Public Spaces, Infrastructure & Organizations

Greenwich Village provided many public spaces for tourist and residents to wonder. The most notable, is Washington Square, a public park filled with nature, art, and history. After the Revolutionary War, it became a potter’s field, where many yellow fever victims were laid to rest (Folpe, 2002). Hudson Park Playground was also once the home of a graveyard, located in the westmost area of the Village.
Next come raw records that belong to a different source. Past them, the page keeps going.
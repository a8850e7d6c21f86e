//! Chroma Search - Implementation of SimilaritySearch against the Chroma
//! HTTP API.
//!
//! The query text is embedded with [`GeminiEmbeddings`] and the resulting
//! vector is posted to the collection's query endpoint. Chroma reports
//! distances, so lower scores mean more similar documents.

use async_trait::async_trait;
use reqwest::Client;
use serde::{Deserialize, Serialize};
use std::collections::HashMap;
use std::time::Duration;
use tokio::sync::OnceCell;

use crate::ports::{RetrievalError, ScoredDocument, SimilaritySearch};

use super::embeddings::GeminiEmbeddings;

/// Configuration for the Chroma search adapter.
#[derive(Debug, Clone)]
pub struct ChromaConfig {
    /// Base URL of the Chroma server (e.g., "http://localhost:8000").
    pub base_url: String,
    /// Name of the reference collection.
    pub collection: String,
    /// Request timeout.
    pub timeout: Duration,
}

impl ChromaConfig {
    /// Creates a configuration for the given server and collection.
    pub fn new(base_url: impl Into<String>, collection: impl Into<String>) -> Self {
        Self {
            base_url: base_url.into(),
            collection: collection.into(),
            timeout: Duration::from_secs(30),
        }
    }

    /// Sets the request timeout.
    pub fn with_timeout(mut self, timeout: Duration) -> Self {
        self.timeout = timeout;
        self
    }
}

/// Chroma-backed similarity search.
pub struct ChromaSearch {
    config: ChromaConfig,
    client: Client,
    embeddings: GeminiEmbeddings,
    /// Collection id, resolved from the collection name on first use.
    collection_id: OnceCell<String>,
}

impl ChromaSearch {
    /// Creates a search adapter over the given embeddings client.
    pub fn new(config: ChromaConfig, embeddings: GeminiEmbeddings) -> Self {
        let client = Client::builder()
            .timeout(config.timeout)
            .build()
            .expect("Failed to create HTTP client");

        Self {
            config,
            client,
            embeddings,
            collection_id: OnceCell::new(),
        }
    }

    /// Resolves and caches the collection id for the configured name.
    async fn collection_id(&self) -> Result<&str, RetrievalError> {
        self.collection_id
            .get_or_try_init(|| async {
                let url = format!(
                    "{}/api/v1/collections/{}",
                    self.config.base_url, self.config.collection
                );

                let response = self
                    .client
                    .get(url)
                    .send()
                    .await
                    .map_err(|e| RetrievalError::Network(e.to_string()))?;

                if response.status() == reqwest::StatusCode::NOT_FOUND {
                    return Err(RetrievalError::CollectionNotFound(
                        self.config.collection.clone(),
                    ));
                }
                if !response.status().is_success() {
                    return Err(RetrievalError::Network(format!(
                        "collection lookup failed with {}",
                        response.status()
                    )));
                }

                let info: CollectionInfo = response
                    .json()
                    .await
                    .map_err(|e| RetrievalError::Parse(e.to_string()))?;

                Ok(info.id)
            })
            .await
            .map(String::as_str)
    }
}

#[async_trait]
impl SimilaritySearch for ChromaSearch {
    async fn search(&self, query: &str, k: usize) -> Result<Vec<ScoredDocument>, RetrievalError> {
        let collection_id = self.collection_id().await?;
        let embedding = self.embeddings.embed(query).await?;

        let url = format!(
            "{}/api/v1/collections/{}/query",
            self.config.base_url, collection_id
        );

        let body = QueryRequest {
            query_embeddings: vec![embedding],
            n_results: k,
            include: vec!["documents", "metadatas", "distances"],
        };

        let response = self
            .client
            .post(url)
            .json(&body)
            .send()
            .await
            .map_err(|e| {
                if e.is_timeout() {
                    RetrievalError::Timeout {
                        timeout_secs: self.config.timeout.as_secs() as u32,
                    }
                } else {
                    RetrievalError::Network(e.to_string())
                }
            })?;

        if !response.status().is_success() {
            let status = response.status();
            let body = response.text().await.unwrap_or_default();
            return Err(RetrievalError::Network(format!(
                "query failed with {}: {}",
                status, body
            )));
        }

        let parsed: QueryResponse = response
            .json()
            .await
            .map_err(|e| RetrievalError::Parse(e.to_string()))?;

        Ok(parsed.into_documents())
    }
}

// ─────────────────────────────────────────────────────────────────────────
// Wire types
// ─────────────────────────────────────────────────────────────────────────

#[derive(Debug, Deserialize)]
struct CollectionInfo {
    id: String,
}

#[derive(Debug, Serialize)]
struct QueryRequest {
    query_embeddings: Vec<Vec<f32>>,
    n_results: usize,
    include: Vec<&'static str>,
}

/// Chroma returns column-parallel lists, one row per query embedding.
#[derive(Debug, Deserialize)]
struct QueryResponse {
    #[serde(default)]
    ids: Vec<Vec<String>>,
    #[serde(default)]
    documents: Option<Vec<Vec<Option<String>>>>,
    #[serde(default)]
    metadatas: Option<Vec<Vec<Option<HashMap<String, serde_json::Value>>>>>,
    #[serde(default)]
    distances: Option<Vec<Vec<f32>>>,
}

impl QueryResponse {
    /// Zips the first result row into scored documents, preserving rank
    /// order.
    fn into_documents(self) -> Vec<ScoredDocument> {
        let ids = self.ids.into_iter().next().unwrap_or_default();
        let documents = self
            .documents
            .and_then(|d| d.into_iter().next())
            .unwrap_or_default();
        let metadatas = self
            .metadatas
            .and_then(|m| m.into_iter().next())
            .unwrap_or_default();
        let distances = self
            .distances
            .and_then(|d| d.into_iter().next())
            .unwrap_or_default();

        ids.into_iter()
            .enumerate()
            .map(|(i, id)| {
                let content = documents
                    .get(i)
                    .and_then(|d| d.clone())
                    .unwrap_or_default();
                let mut metadata: HashMap<String, String> = metadatas
                    .get(i)
                    .and_then(|m| m.clone())
                    .unwrap_or_default()
                    .into_iter()
                    .map(|(key, value)| {
                        let value = match value {
                            serde_json::Value::String(s) => s,
                            other => other.to_string(),
                        };
                        (key, value)
                    })
                    .collect();
                // Chroma's document id doubles as the reference id when the
                // metadata does not carry one.
                metadata.entry("id".to_string()).or_insert(id);
                let score = distances.get(i).copied().unwrap_or(0.0);

                ScoredDocument {
                    content,
                    metadata,
                    score,
                }
            })
            .collect()
    }
}

#[cfg(test)]
mod tests {
    use super::*;

    #[test]
    fn query_request_serializes_expected_shape() {
        let body = QueryRequest {
            query_embeddings: vec![vec![0.1, 0.2]],
            n_results: 2,
            include: vec!["documents", "metadatas", "distances"],
        };

        let json = serde_json::to_value(&body).unwrap();
        assert_eq!(json["n_results"], 2);
        assert_eq!(json["query_embeddings"][0][1], 0.2);
        assert_eq!(json["include"][0], "documents");
    }

    #[test]
    fn response_zips_columns_in_rank_order() {
        let response: QueryResponse = serde_json::from_value(serde_json::json!({
            "ids": [["doc-1", "doc-2"]],
            "documents": [["First text", "Second text"]],
            "metadatas": [[{"id": "case-1", "title": "School refusal"}, {"title": "Silent teen"}]],
            "distances": [[0.12, 0.48]]
        }))
        .unwrap();

        let documents = response.into_documents();
        assert_eq!(documents.len(), 2);

        assert_eq!(documents[0].content, "First text");
        assert_eq!(documents[0].metadata.get("id"), Some(&"case-1".to_string()));
        assert_eq!(documents[0].score, 0.12);

        // Missing metadata id falls back to the document id.
        assert_eq!(documents[1].metadata.get("id"), Some(&"doc-2".to_string()));
        assert_eq!(
            documents[1].metadata.get("title"),
            Some(&"Silent teen".to_string())
        );
        assert_eq!(documents[1].score, 0.48);
    }

    #[test]
    fn non_string_metadata_values_are_stringified() {
        let response: QueryResponse = serde_json::from_value(serde_json::json!({
            "ids": [["doc-1"]],
            "documents": [["Text"]],
            "metadatas": [[{"id": "case-1", "year": 2021}]],
            "distances": [[0.3]]
        }))
        .unwrap();

        let documents = response.into_documents();
        assert_eq!(documents[0].metadata.get("year"), Some(&"2021".to_string()));
    }

    #[test]
    fn empty_response_yields_no_documents() {
        let response: QueryResponse = serde_json::from_value(serde_json::json!({})).unwrap();
        assert!(response.into_documents().is_empty());
    }
}
//! GetSessionHandler - read-only session view for resume and status.

use std::collections::BTreeMap;
use std::sync::Arc;

use crate::domain::conversation::{MessageRecord, Phase};
use crate::domain::foundation::{SessionId, Timestamp};
use crate::domain::record::TransitionPolicy;
use crate::domain::session::ReferenceMetadata;
use crate::ports::{SessionStore, SessionStoreError};

use super::RecordStatus;

/// Read model of a session.
#[derive(Debug, Clone)]
pub struct SessionView {
    pub id: SessionId,
    pub created_at: Timestamp,
    pub phase: Phase,
    pub phase_transition_at: Option<Timestamp>,
    pub model_id: Option<String>,
    pub messages: Vec<MessageRecord>,
    pub references: Vec<ReferenceMetadata>,
    pub record: BTreeMap<String, String>,
    pub record_status: RecordStatus,
}

/// Errors when reading a session.
#[derive(Debug, thiserror::Error)]
pub enum GetSessionError {
    #[error("session persistence failed: {0}")]
    Store(#[from] SessionStoreError),
}

/// Handler for reading session state.
pub struct GetSessionHandler {
    store: Arc<dyn SessionStore>,
    policy: TransitionPolicy,
}

impl GetSessionHandler {
    pub fn new(store: Arc<dyn SessionStore>, policy: TransitionPolicy) -> Self {
        Self { store, policy }
    }

    /// Loads the session view. Side-effect-free: repeated calls observe
    /// identical state until the next processed turn.
    pub async fn handle(&self, session_id: SessionId) -> Result<SessionView, GetSessionError> {
        let session = self.store.load(session_id).await?;

        let record = session
            .record()
            .iter()
            .map(|(field, value)| (field.as_str().to_string(), value.to_string()))
            .collect();

        Ok(SessionView {
            id: session.id(),
            created_at: *session.created_at(),
            phase: session.phase(),
            phase_transition_at: session.phase_transition_at().copied(),
            model_id: session.model_id().map(str::to_string),
            messages: session.messages().to_vec(),
            references: session.references().to_vec(),
            record,
            record_status: RecordStatus::of(session.record(), &self.policy),
        })
    }
}
#[cfg(test)]
mod tests {
    use super::*;

    fn provider() -> GeminiProvider {
        GeminiProvider::new(GeminiConfig::new("test-key"))
    }

    fn log() -> Vec<MessageRecord> {
        vec![
            MessageRecord::system("Base prompt").unwrap(),
            MessageRecord::system("Intake instructions").unwrap(),
            MessageRecord::user("Hello").unwrap(),
            MessageRecord::assistant("Hi, tell me about the case.").unwrap(),
        ]
    }

    #[test]
    fn system_messages_fold_into_system_instruction() {
        let request = provider().to_gemini_request(&log(), 0.7, 1024, None);

        let instruction = request.system_instruction.unwrap();
        assert_eq!(instruction.parts.len(), 2);
        assert_eq!(instruction.parts[0].text, "Base prompt");
        assert_eq!(instruction.parts[1].text, "Intake instructions");

        assert_eq!(request.contents.len(), 2);
        assert_eq!(request.contents[0].role.as_deref(), Some("user"));
        assert_eq!(request.contents[1].role.as_deref(), Some("model"));
    }

    #[test]
    fn request_serializes_to_camel_case() {
        let request = provider().to_gemini_request(&log(), 0.7, 1024, None);
        let json = serde_json::to_value(&request).unwrap();

        assert!(json.get("systemInstruction").is_some());
        assert_eq!(json["generationConfig"]["maxOutputTokens"], 1024);
        assert!(json["generationConfig"].get("responseMimeType").is_none());
    }

    #[test]
    fn schema_request_enables_json_mode() {
        let request =
            provider().to_gemini_request(&log(), 0.0, 1024, Some(extraction_schema()));
        let json = serde_json::to_value(&request).unwrap();

        assert_eq!(
            json["generationConfig"]["responseMimeType"],
            "application/json"
        );
        assert!(json["generationConfig"]["responseSchema"]["properties"]
            .get("patient_age")
            .is_some());
    }

    #[test]
    fn candidate_text_joins_parts() {
        let response: GenerateContentResponse = serde_json::from_value(serde_json::json!({
            "candidates": [{
                "content": {"parts": [{"text": "Hello "}, {"text": "there"}]},
                "finishReason": "STOP"
            }],
            "usageMetadata": {"promptTokenCount": 12, "candidatesTokenCount": 3}
        }))
        .unwrap();

        assert_eq!(
            GeminiProvider::candidate_text(&response).unwrap(),
            "Hello there"
        );
        assert_eq!(
            GeminiProvider::usage(&response),
            TokenUsage::new(12, 3)
        );
        assert_eq!(GeminiProvider::finish_reason(&response), FinishReason::Stop);
    }

    #[test]
    fn empty_candidates_is_a_parse_error() {
        let response: GenerateContentResponse =
            serde_json::from_value(serde_json::json!({"candidates": []})).unwrap();
        assert!(matches!(
            GeminiProvider::candidate_text(&response),
            Err(CompletionError::Parse(_))
        ));
    }

    #[test]
    fn max_tokens_maps_to_length_finish() {
        let response: GenerateContentResponse = serde_json::from_value(serde_json::json!({
            "candidates": [{
                "content": {"parts": [{"text": "truncated"}]},
                "finishReason": "MAX_TOKENS"
            }]
        }))
        .unwrap();
        assert_eq!(
            GeminiProvider::finish_reason(&response),
            FinishReason::Length
        );
    }

    #[test]
    fn provider_info_reports_model() {
        let info = provider().provider_info();
        assert_eq!(info.name, "gemini");
        assert_eq!(info.model, "gemini-2.0-flash-exp");
    }
}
Organizations such as settlement houses, schools, and hospitals scattered the Greenwich Village. St. Vincent Hospital located on West 11th Street, was the third-most oldest hospital in New York City. A Catholic hospital, St. Vincent admitted patients regardless of religion or ability to pay and was run dependably on voluntary contributions (Village Preservation, 2018). The Northern Dispensary was also located in Greenwich intersecting Waverly Place and Christopher Street. Most notable for its triangular infrastructure, it was also a volunteer-based clinic and provided medical care to the poor. The dispensary served ten to twenty thousand patients a year in its early development (Village Preservation, 2021). Greenwich House, another settlement house, held social and educational activities and even founded a nursery school in 1921 for working mothers (NYC Guide, pp. 141).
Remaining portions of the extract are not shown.